Set between Pembroke and Gower is this surprising sport climbing sea cliff venue. Telpyn, like its nearby neighbours Morfa Bychan and Pendine, offers plenty of sport climbs on well-equipped rock in a beautiful setting. The rock is a hard sandstone and provides both technical and strenuous lines. The routes close to the descent scramble are excellent and provide a good range of mid-to-hard grade routes that will appeal to many. Lurking around the corner is a wall with a totally different feel - radically steep, covered with stacked overhangs and only really appealing to those who like their sport climbing with a heavy dose of adventure. 

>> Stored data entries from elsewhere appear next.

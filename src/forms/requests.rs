use super::schema::{self, FieldKind, FIELDS};
use super::{FileGroup, SubmittedForm, UploadedFile};
use crate::error::ValidationError;

/// Scalar part of a creation request after coercion.
#[derive(Debug, Clone, PartialEq)]
pub struct NewPokemon {
    pub name: String,
    pub degree: String,
    pub pokemon_type: String,
    pub description: String,
    pub height: f64,
    pub weight: f64,
    pub male_gender_ratio: f64,
    pub female_gender_ratio: f64,
    pub abilities: Vec<String>,
    pub egg_groups: Vec<String>,
    pub evolution_description: String,
}

/// `POST /pokemon`: every field plus at least one file in each group.
#[derive(Debug, Clone)]
pub struct CreateRequest {
    pub pokemon: NewPokemon,
    pub photos: Vec<UploadedFile>,
    pub evolution_photos: Vec<UploadedFile>,
}

impl CreateRequest {
    pub fn from_form(mut form: SubmittedForm) -> Result<Self, ValidationError> {
        let missing: Vec<&'static str> = FIELDS
            .iter()
            .filter(|entry| !schema::is_present(entry, &form))
            .map(|entry| entry.name)
            .collect();
        if !missing.is_empty() {
            return Err(ValidationError::MissingFields(missing));
        }

        let pokemon = NewPokemon {
            name: text(&form, "name"),
            degree: text(&form, "degree"),
            pokemon_type: text(&form, "type"),
            description: text(&form, "description"),
            height: number(&form, "height")?,
            weight: number(&form, "weight")?,
            male_gender_ratio: number(&form, "male_gender_ratio")?,
            female_gender_ratio: number(&form, "female_gender_ratio")?,
            abilities: schema::parse_string_list("abilities", form.values("abilities"))?,
            egg_groups: schema::parse_string_list("egg_groups", form.values("egg_groups"))?,
            evolution_description: text(&form, "evolution_description"),
        };

        Ok(Self {
            pokemon,
            photos: form.take_files(FileGroup::Photo),
            evolution_photos: form.take_files(FileGroup::EvolutionPhoto),
        })
    }
}

fn text(form: &SubmittedForm, name: &str) -> String {
    form.text(name).unwrap_or_default().to_string()
}

fn number(form: &SubmittedForm, name: &'static str) -> Result<f64, ValidationError> {
    schema::parse_number(name, form.text(name).unwrap_or_default())
}

/// Fields to overwrite on an existing record; `None` leaves the stored value alone.
#[derive(Debug, Clone, Default, PartialEq)]
pub struct PokemonPatch {
    pub name: Option<String>,
    pub degree: Option<String>,
    pub pokemon_type: Option<String>,
    pub photo: Option<String>,
    pub description: Option<String>,
    pub height: Option<f64>,
    pub weight: Option<f64>,
    pub male_gender_ratio: Option<f64>,
    pub female_gender_ratio: Option<f64>,
    pub abilities: Option<Vec<String>>,
    pub egg_groups: Option<Vec<String>>,
    pub evolution_description: Option<String>,
    pub evolution_photo: Option<Vec<String>>,
}

impl PokemonPatch {
    pub fn is_empty(&self) -> bool {
        *self == PokemonPatch::default()
    }

    fn set_text(&mut self, name: &str, value: String) {
        let slot = match name {
            "name" => &mut self.name,
            "degree" => &mut self.degree,
            "type" => &mut self.pokemon_type,
            "description" => &mut self.description,
            "evolution_description" => &mut self.evolution_description,
            _ => return,
        };
        *slot = Some(value);
    }

    fn set_number(&mut self, name: &str, value: f64) {
        let slot = match name {
            "height" => &mut self.height,
            "weight" => &mut self.weight,
            "male_gender_ratio" => &mut self.male_gender_ratio,
            "female_gender_ratio" => &mut self.female_gender_ratio,
            _ => return,
        };
        *slot = Some(value);
    }

    fn set_list(&mut self, name: &str, value: Vec<String>) {
        let slot = match name {
            "abilities" => &mut self.abilities,
            "egg_groups" => &mut self.egg_groups,
            _ => return,
        };
        *slot = Some(value);
    }
}

/// `PUT /pokemon/:id`: a sparse form. Only submitted, non-blank fields are applied.
#[derive(Debug, Clone, Default)]
pub struct UpdateRequest {
    pub patch: PokemonPatch,
    pub photos: Vec<UploadedFile>,
    pub evolution_photos: Vec<UploadedFile>,
}

impl UpdateRequest {
    pub fn from_form(mut form: SubmittedForm) -> Result<Self, ValidationError> {
        let mut patch = PokemonPatch::default();

        for name in form.text_field_names() {
            let entry = schema::lookup(name)
                .ok_or_else(|| ValidationError::UnknownField(name.to_string()))?;

            match entry.kind {
                FieldKind::Text => {
                    if let Some(value) = form.text(entry.name) {
                        patch.set_text(entry.name, value.to_string());
                    }
                }
                FieldKind::Number => {
                    if let Some(raw) = form.text(entry.name) {
                        patch.set_number(entry.name, schema::parse_number(entry.name, raw)?);
                    }
                }
                FieldKind::List => {
                    let items = schema::parse_string_list(entry.name, form.values(entry.name))?;
                    if !items.is_empty() {
                        patch.set_list(entry.name, items);
                    }
                }
                FieldKind::Files(_) => {
                    return Err(ValidationError::invalid(entry.name, "expected a file upload"));
                }
            }
        }

        Ok(Self {
            patch,
            photos: form.take_files(FileGroup::Photo),
            evolution_photos: form.take_files(FileGroup::EvolutionPhoto),
        })
    }
}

The base of the cliff is tidal and can only be accessed for 4 hours on either side of low water. The Mollusc Wall can be reached by abseil and its base is usually above high tide in calm sea conditions. Three new abseil stakes have been put in close to the original stakes on 26/06/2020 and will need some time to bed in, check these before using. 

Approach notes

From the roundabout on the A40 at St Clears, take the A477 to Tenby. After 8 miles turn left signed to Amroth, a small seaside village. From the seafront at Amroth, follow the road east towards Pendine for around 1.5 miles to a parking layby (with a large coastguard warning sign) on the right, just before the Carmarthenshire border sign, and opposite two gates. Follow a footpath down towards the sea, and as the path veers right, go down steps on the left to a small footbridge and over a stile. Continue along the coast path for 200m until a two metre high vertical wooden fence post appears on the right (there are lots of smaller fence posts). The cliff lies below this post. Walk down right from the post to good rock ledges above the cliff and scramble down below these (easiest to the right, looking out) to ledges at sea level. The cliffs are to the left (looking out).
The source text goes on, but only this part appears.